Menurut Iktri, wilayah utara Venezuela berada di pertemuan Lempeng Karibia dan Lempeng Amerika Selatan yang didominasi oleh sesar geser (strike-slip), yaitu patahan yang menyebabkan dua bagian kerak bumi saling bergeser secara mendatar. Pergerakan yang terus berlangsung membuat tekanan di sepanjang patahan terus menumpuk hingga akhirnya dilepaskan dalam bentuk gempa bumi.
Meski terjadi di Amerika Selatan, Iktri menilai fenomena tersebut memiliki relevansi bagi Indonesia yang sama-sama berada di kawasan tektonik aktif. Menurutnya, karakteristik geologi serupa juga dijumpai di sejumlah wilayah Indonesia sehingga pembelajaran dari peristiwa ini penting untuk memperkuat upaya mitigasi bencana di dalam negeri.
Gempa Mentawai-Bengkulu pada 2007 maupun gempa Lombok pada 2018 menjadi contoh bahwa rangkaian gempa besar dapat terjadi akibat aktivitas tektonik yang saling berkaitan. Ketika terjadi gempa besar, tekanan di dalam kerak bumi dapat berubah dan memicu pergerakan pada patahan atau zona subduksi di sekitarnya sehingga memunculkan gempa berikutnya.

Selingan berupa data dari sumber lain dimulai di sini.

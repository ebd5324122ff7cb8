use std::time::Duration;

use serde::{Deserialize, Serialize};

#[derive(Debug, Clone, Serialize, Deserialize)]
#[serde(rename_all = "camelCase")]
pub struct CrawlerConfig {
    /// Deepest BFS level that gets dispatched, the seed being level 0
    #[serde(default = "default_max_depth")]
    pub max_depth: usize,

    /// Maximum number of dispatched fetches for one crawl
    #[serde(default = "default_max_pages")]
    pub max_pages: usize,

    /// Number of fetchers in the resource pool
    #[serde(default = "default_pool_size")]
    pub pool_size: usize,

    #[serde(default = "default_poll_timeout_ms")]
    pub poll_timeout_ms: u64,

    /// Fetches running longer than this count as failed
    #[serde(default = "default_task_timeout_ms")]
    pub task_timeout_ms: Option<u64>,

    /// Installs a process wide Ctrl-C handler that stops the crawl, it stays
    /// installed after the crawl ends
    #[serde(default)]
    pub handle_sigint: bool,
}

impl Default for CrawlerConfig {
    fn default() -> Self {
        Self {
            max_depth: default_max_depth(),
            max_pages: default_max_pages(),
            pool_size: default_pool_size(),
            poll_timeout_ms: default_poll_timeout_ms(),
            task_timeout_ms: default_task_timeout_ms(),
            handle_sigint: false,
        }
    }
}

impl CrawlerConfig {
    pub fn poll_timeout(&self) -> Duration {
        Duration::from_millis(self.poll_timeout_ms)
    }

    pub fn task_timeout(&self) -> Option<Duration> {
        self.task_timeout_ms.map(Duration::from_millis)
    }
}

fn default_max_depth() -> usize {
    3
}

fn default_max_pages() -> usize {
    10
}

fn default_pool_size() -> usize {
    5
}

fn default_poll_timeout_ms() -> u64 {
    5_000
}

fn default_task_timeout_ms() -> Option<u64> {
    None
}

"Rangkaian gempa seperti yang terjadi di Venezuela juga berpotensi terjadi pada sejumlah jalur patahan aktif di Indonesia, termasuk Sesar Sumatera dan Palu-Koro. Karena itu, mitigasi harus dilakukan secara menyeluruh, mulai dari pemetaan wilayah rawan dan pembangunan infrastruktur yang aman hingga peningkatan kesiapsiagaan masyarakat," ujar Iktri.

Salah satu bentuk mitigasi tersebut ialah pemetaan kerentanan seismik yang menjadi dasar penyusunan tata ruang dan pembangunan infrastruktur tahan gempa. Pendekatan ini diterapkan Iktri melalui penelitian kolaboratif di kawasan pesisir Teluk Palu menggunakan metode Horizontal to Vertical Spectral Ratio (HVSR), yang menunjukkan adanya wilayah dengan tingkat kerentanan seismik tinggi. Temuan tersebut menunjukkan bahwa informasi mengenai tingkat kerentanan suatu wilayah perlu menjadi dasar dalam penyusunan tata ruang, pembangunan infrastruktur, dan standar bangunan tahan gempa agar risiko kerusakan dapat dikurangi.
Pjs. Rektor Universitas Pertamina, Prof. Dr. tech. Djoko Triyono, M.Si., mengatakan bahwa peristiwa di Venezuela menjadi pengingat bahwa investasi pada riset kebencanaan sama pentingnya dengan pembangunan infrastruktur.
"Sebagai perguruan tinggi yang memiliki keunggulan di bidang energi dan kebumian, Universitas Pertamina berkomitmen memperkuat riset, inovasi, serta kolaborasi lintas disiplin dalam mendukung mitigasi bencana di Indonesia. Pembelajaran dari berbagai peristiwa global menjadi dasar untuk menghasilkan rekomendasi berbasis bukti yang dapat meningkatkan ketangguhan masyarakat terhadap risiko bencana," ujar Prof. Djoko.